Records to use:

====

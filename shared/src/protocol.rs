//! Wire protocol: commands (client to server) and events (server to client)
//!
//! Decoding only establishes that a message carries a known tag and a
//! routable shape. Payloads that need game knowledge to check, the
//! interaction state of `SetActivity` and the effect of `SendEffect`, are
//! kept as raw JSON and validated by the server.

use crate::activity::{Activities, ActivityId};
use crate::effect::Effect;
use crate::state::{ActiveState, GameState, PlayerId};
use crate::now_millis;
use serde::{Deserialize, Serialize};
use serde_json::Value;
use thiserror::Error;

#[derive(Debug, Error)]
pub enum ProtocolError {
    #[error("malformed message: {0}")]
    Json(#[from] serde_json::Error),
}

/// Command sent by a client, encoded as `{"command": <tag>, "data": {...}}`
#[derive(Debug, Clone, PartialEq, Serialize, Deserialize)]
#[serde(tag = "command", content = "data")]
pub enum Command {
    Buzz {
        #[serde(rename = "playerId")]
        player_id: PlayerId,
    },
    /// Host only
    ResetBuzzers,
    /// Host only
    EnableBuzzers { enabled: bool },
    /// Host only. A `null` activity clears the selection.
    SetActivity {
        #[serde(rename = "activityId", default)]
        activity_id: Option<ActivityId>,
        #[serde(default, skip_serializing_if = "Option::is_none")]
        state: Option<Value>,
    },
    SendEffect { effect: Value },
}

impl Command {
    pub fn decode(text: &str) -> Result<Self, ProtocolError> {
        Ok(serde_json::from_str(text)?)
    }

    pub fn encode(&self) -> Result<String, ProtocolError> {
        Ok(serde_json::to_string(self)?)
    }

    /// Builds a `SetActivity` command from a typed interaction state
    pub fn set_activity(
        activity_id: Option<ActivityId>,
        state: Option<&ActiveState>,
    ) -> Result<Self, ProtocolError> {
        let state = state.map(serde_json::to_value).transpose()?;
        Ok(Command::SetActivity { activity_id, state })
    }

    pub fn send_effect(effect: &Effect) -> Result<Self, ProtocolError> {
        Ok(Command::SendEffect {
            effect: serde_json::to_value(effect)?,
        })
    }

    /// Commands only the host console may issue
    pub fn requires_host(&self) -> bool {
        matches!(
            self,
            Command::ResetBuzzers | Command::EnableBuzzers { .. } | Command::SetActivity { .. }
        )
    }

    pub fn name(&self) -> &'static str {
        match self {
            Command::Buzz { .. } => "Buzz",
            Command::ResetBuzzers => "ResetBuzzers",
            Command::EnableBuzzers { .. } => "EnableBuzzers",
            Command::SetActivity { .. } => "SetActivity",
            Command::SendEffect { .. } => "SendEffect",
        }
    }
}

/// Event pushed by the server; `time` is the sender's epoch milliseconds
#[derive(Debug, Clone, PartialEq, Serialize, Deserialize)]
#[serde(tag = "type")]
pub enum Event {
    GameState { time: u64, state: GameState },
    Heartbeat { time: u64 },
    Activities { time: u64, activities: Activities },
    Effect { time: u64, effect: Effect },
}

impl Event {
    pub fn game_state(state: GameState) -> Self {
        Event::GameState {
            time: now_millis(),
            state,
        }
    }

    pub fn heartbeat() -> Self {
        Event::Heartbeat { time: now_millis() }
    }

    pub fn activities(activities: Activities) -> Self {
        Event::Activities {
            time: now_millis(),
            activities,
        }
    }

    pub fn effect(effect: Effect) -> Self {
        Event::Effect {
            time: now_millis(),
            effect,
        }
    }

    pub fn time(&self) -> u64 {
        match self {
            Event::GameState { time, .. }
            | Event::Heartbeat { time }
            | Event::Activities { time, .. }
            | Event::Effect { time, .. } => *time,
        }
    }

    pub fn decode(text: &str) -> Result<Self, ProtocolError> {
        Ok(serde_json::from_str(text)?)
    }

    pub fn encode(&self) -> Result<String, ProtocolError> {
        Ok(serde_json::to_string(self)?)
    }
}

====

Prompt: Set down the whole of the data, exactly as it stands.

Written solution:
filename shared/src/protocol.rs
//! Wire protocol: commands (client to server) and events (server to client)
//!
//! Decoding only establishes that a message carries a known tag and a
//! routable shape. Payloads that need game knowledge to check, the
//! interaction state of `SetActivity` and the effect of `SendEffect`, are
//! kept as raw JSON and validated by the server.

use crate::activity::{Activities, ActivityId};
use crate::effect::Effect;
use crate::state::{ActiveState, GameState, PlayerId};
use crate::now_millis;
use serde::{Deserialize, Serialize};
use serde_json::Value;
use thiserror::Error;

#[derive(Debug, Error)]
pub enum ProtocolError {
    #[error("malformed message: {0}")]
    Json(#[from] serde_json::Error),
}

/// Command sent by a client, encoded as `{"command": <tag>, "data": {...}}`
#[derive(Debug, Clone, PartialEq, Serialize, Deserialize)]
#[serde(tag = "command", content = "data")]
pub enum Command {
    Buzz {
        #[serde(rename = "playerId")]
        player_id: PlayerId,
    },
    /// Host only
    ResetBuzzers,
    /// Host only
    EnableBuzzers { enabled: bool },
    /// Host only. A `null` activity clears the selection.
    SetActivity {
        #[serde(rename = "activityId", default)]
        activity_id: Option<ActivityId>,
        #[serde(default, skip_serializing_if = "Option::is_none")]
        state: Option<Value>,
    },
    SendEffect { effect: Value },
}

impl Command {
    pub fn decode(text: &str) -> Result<Self, ProtocolError> {
        Ok(serde_json::from_str(text)?)
    }

    pub fn encode(&self) -> Result<String, ProtocolError> {
        Ok(serde_json::to_string(self)?)
    }

    /// Builds a `SetActivity` command from a typed interaction state
    pub fn set_activity(
        activity_id: Option<ActivityId>,
        state: Option<&ActiveState>,
    ) -> Result<Self, ProtocolError> {
        let state = state.map(serde_json::to_value).transpose()?;
        Ok(Command::SetActivity { activity_id, state })
    }

    pub fn send_effect(effect: &Effect) -> Result<Self, ProtocolError> {
        Ok(Command::SendEffect {
            effect: serde_json::to_value(effect)?,
        })
    }

    /// Commands only the host console may issue
    pub fn requires_host(&self) -> bool {
        matches!(
            self,
            Command::ResetBuzzers | Command::EnableBuzzers { .. } | Command::SetActivity { .. }
        )
    }

    pub fn name(&self) -> &'static str {
        match self {
            Command::Buzz { .. } => "Buzz",
            Command::ResetBuzzers => "ResetBuzzers",
            Command::EnableBuzzers { .. } => "EnableBuzzers",
            Command::SetActivity { .. } => "SetActivity",
            Command::SendEffect { .. } => "SendEffect",
        }
    }
}

/// Event pushed by the server; `time` is the sender's epoch milliseconds
#[derive(Debug, Clone, PartialEq, Serialize, Deserialize)]
#[serde(tag = "type")]
pub enum Event {
    GameState { time: u64, state: GameState },
    Heartbeat { time: u64 },
    Activities { time: u64, activities: Activities },
    Effect { time: u64, effect: Effect },
}

impl Event {
    pub fn game_state(state: GameState) -> Self {
        Event::GameState {
            time: now_millis(),
            state,
        }
    }

    pub fn heartbeat() -> Self {
        Event::Heartbeat { time: now_millis() }
    }

    pub fn activities(activities: Activities) -> Self {
        Event::Activities {
            time: now_millis(),
            activities,
        }
    }

    pub fn effect(effect: Effect) -> Self {
        Event::Effect {
            time: now_millis(),
            effect,
        }
    }

    pub fn time(&self) -> u64 {
        match self {
            Event::GameState { time, .. }
            | Event::Heartbeat { time }
            | Event::Activities { time, .. }
            | Event::Effect { time, .. } => *time,
        }
    }

    pub fn decode(text: &str) -> Result<Self, ProtocolError> {
        Ok(serde_json::from_str(text)?)
    }

    pub fn encode(&self) -> Result<String, ProtocolError> {
        Ok(serde_json::to_string(self)?)
    }
}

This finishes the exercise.